Gloria returned to Detroit, determined to build a portfolio of creative work that would launch her as a serious makeup artist. “I was still under 21, but I was like, ‘I know what I want to do.’ So I started producing photo shoots. Finding the photographers. Finding the models. Styling. Doing the makeup. The hair. Doing everything.”
Gloria knew she’d eventually need to move to either New York or LA to further her career. At the time, she felt New York was saturated with talent, so she chose LA and found a job as a national creative executive for Napoleon Perdis cosmetics. At just 23, she was making a good salary, had her own office and was working with chemists to create product. But, after 3 months, she realized it just wasn’t in her DNA to work for someone else. Her portfolio was strong enough that, within a week, she signed with a major makeup artist agency.
Many would’ve been happy with that, but not Gloria. Within a few years, she found herself getting restless. During that period, she was going to dance clubs in LA and feeling inspired by the people she was meeting there. Underground artists, dancers, painters, filmmakers. At the same time, the publishing industry was going through a transformation—big publications were folding or slimming down, and small, grassroots publications were beginning to sprout up. Gloria wanted to be part of the shift, so she founded The Work, a magazine dedicated to showcasing the processes of creative people across different media.
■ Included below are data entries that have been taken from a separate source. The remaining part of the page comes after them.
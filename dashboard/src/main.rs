//! # Vault Dashboard
//!
//! Terminal client for two on-chain yield vaults (Arbitrum and Base). Shows
//! vault stats and the connected wallet's positions, and drives the
//! deposit and redemption transactions through the user's wallet.
//!
//! ## Architecture
//!
//! 1. **Configuration**: environment variables, see `config`
//! 2. **Readers**: remote stats API and per-network balance reads
//! 3. **Executor**: deposit/redeem pipelines against the wallet
//! 4. **Controller**: owns the session and dialogs and consumes a single
//!    event channel fed by the wallet watcher, stdin and finished flows
//! 5. **UI**: console rendering behind the `Ui` trait

use std::{collections::BTreeMap, sync::Arc};

use alloy_primitives::Address;
use anyhow::{bail, Context};
use clap::Parser;
use futures_util::future::join_all;
use shared::{NetworkKey, TxKind};
use tokio::io::{AsyncBufReadExt, BufReader};

mod cli;
mod commands;
mod config;
mod contracts;
mod controller;
mod logging;
mod rpc;
mod services;
mod store;
mod ui;

#[cfg(test)]
mod testing;

use cli::{Commands, DashboardCli, FlowArgs};
use config::Config;
use controller::{AppEvent, Controller};
use rpc::JsonRpcClient;
use services::{
    AppState, BalanceReader, FlowRequest, HttpStatsSource, RpcChainReader, RpcWallet, StatsReader,
    TransactionExecutor,
};
use store::Store;
use ui::{ConsoleUi, StatusMessage, Ui};

#[tokio::main]
async fn main() -> anyhow::Result<()> {
    // Load environment variables from .env file if present
    dotenv::dotenv().ok();

    let cli = DashboardCli::parse();
    let config = Config::from_env().context("Failed to load configuration")?;
    logging::init_logging("vault_dashboard=info", config.log_format);

    let state = build_state(config)?;

    match cli.command {
        Commands::Run(args) => run_interactive(state, args.open_deposit).await,
        Commands::Stats => print_stats(&state).await,
        Commands::Balances(args) => print_balances(&state, args.address).await,
        Commands::Deposit(args) => run_flow(&state, TxKind::Deposit, args).await,
        Commands::Redeem(args) => run_flow(&state, TxKind::Redeem, args).await,
        Commands::Vaults => {
            let vaults: Vec<_> = state.config.vaults.values().collect();
            println!("{}", serde_json::to_string_pretty(&vaults)?);
            Ok(())
        }
    }
}

fn build_state(config: Config) -> anyhow::Result<AppState> {
    let stats_source = HttpStatsSource::new(config.stats_api_url.clone(), config.http_timeout)?;
    let chain = RpcChainReader::from_config(&config)?;
    // Wallet prompts wait on the user, so no request timeout.
    let wallet_rpc = JsonRpcClient::new(config.wallet_rpc_url.clone(), None)?;
    tracing::info!("Wallet RPC client initialized: {}", wallet_rpc.url());
    let wallet = RpcWallet::new(wallet_rpc, config.receipt_poll_interval);

    Ok(AppState {
        config: Arc::new(config),
        store: Store::new(),
        stats_source: Arc::new(stats_source),
        chain: Arc::new(chain),
        wallet: Arc::new(wallet),
    })
}

async fn run_interactive(state: AppState, open_deposit: Option<NetworkKey>) -> anyhow::Result<()> {
    tracing::info!("Starting vault dashboard");
    let ui = Arc::new(ConsoleUi::new(state.config.vaults.clone()));
    ui.notice(commands::HELP);

    let (mut controller, receiver) = Controller::new(state.clone(), ui, open_deposit);
    let initial = controller.start().await;

    tokio::spawn(services::run_wallet_watcher(
        state.wallet.clone(),
        controller.sender(),
        state.config.account_poll_interval,
        initial,
    ));

    let events = controller.sender();
    tokio::spawn(async move {
        let mut lines = BufReader::new(tokio::io::stdin()).lines();
        loop {
            match lines.next_line().await {
                Ok(Some(line)) => {
                    for command in commands::parse_line(&line) {
                        if events.send(AppEvent::Command(command)).is_err() {
                            return;
                        }
                    }
                }
                Ok(None) => break,
                Err(e) => {
                    tracing::error!("Failed to read stdin: {}", e);
                    break;
                }
            }
        }
        let _ = events.send(AppEvent::Command(commands::UserCommand::Quit));
    });

    controller.run(receiver).await;
    Ok(())
}

async fn print_stats(state: &AppState) -> anyhow::Result<()> {
    let results = join_all(
        NetworkKey::ALL
            .iter()
            .map(|network| StatsReader::fetch_stats(state, *network)),
    )
    .await;

    let mut stats = BTreeMap::new();
    for (network, result) in NetworkKey::ALL.iter().zip(results) {
        match result {
            Ok(snapshot) => {
                stats.insert(*network, snapshot);
            }
            Err(e) => tracing::error!("Error loading {} vault data: {}", network, e),
        }
    }
    if stats.is_empty() {
        bail!("No vault stats could be loaded");
    }
    println!("{}", serde_json::to_string_pretty(&stats)?);
    Ok(())
}

async fn print_balances(state: &AppState, address: Address) -> anyhow::Result<()> {
    StatsReader::refresh_all_stats(state).await;
    let loaded = BalanceReader::refresh_position(state, address).await;
    if loaded == 0 {
        bail!("No balances could be loaded for {}", address);
    }
    ConsoleUi::new(state.config.vaults.clone()).render_dashboard(Some(address), &state.store.portfolio());
    Ok(())
}

async fn run_flow(state: &AppState, kind: TxKind, args: FlowArgs) -> anyhow::Result<()> {
    let accounts = state
        .wallet
        .accounts()
        .await
        .with_context(|| format!("Wallet not reachable at {}", state.config.wallet_rpc_url))?;
    let Some(owner) = accounts.first().copied() else {
        bail!("Wallet not connected");
    };

    let position = BalanceReader::fetch_position(state, args.vault, owner)
        .await
        .context("Failed to load balances")?;
    let request = FlowRequest {
        vault: state.config.vault(args.vault).clone(),
        owner: Some(owner),
        amount: args.amount.parse()?,
        position,
    };

    let ui = ConsoleUi::new(state.config.vaults.clone());
    ui.open_dialog(kind, &request.vault);
    let executor = TransactionExecutor::new(state.wallet.clone(), state.config.policy);

    match executor.execute(kind, request, &ui).await {
        Ok(outcome) => {
            ui.show_message(kind, &StatusMessage::success(format!("Confirmed: {}", outcome.tx_url)));
            Ok(())
        }
        Err(e) => {
            ui.show_message(kind, &StatusMessage::error(e.user_message()));
            Err(e.into())
        }
    }
}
She produced art shows and events, and provided a platform for emergent music. She also started a beauty blog, Set Daze.
She had a magazine, a successful makeup career, multiple collaborations and was painting every day. Many people enjoying this degree of creative success might be happy to maintain the status quo. But Gloria has no fear of rocking her own boat when something doesn’t feel right. “I just knew something had shifted. I realized what makes me feel the most fulfilled, despite the fact that I can be a lone wolf, is collaboration. Bringing people together and seeing how we can work together and what we can do together.”
She started her natural skincare line, Noto Botanics, after realizing just how toxic the cosmetic industry can be. She focuses on using “real” models to promote her products—friends, people she thinks are cool—and showcases them and what they’re doing. “I mean, what is the point if you can’t share with others? So I think maybe that’s kind of where I’m at right now, too, where I’m finally accepting of that fact that, yeah, we do need other people to be human.”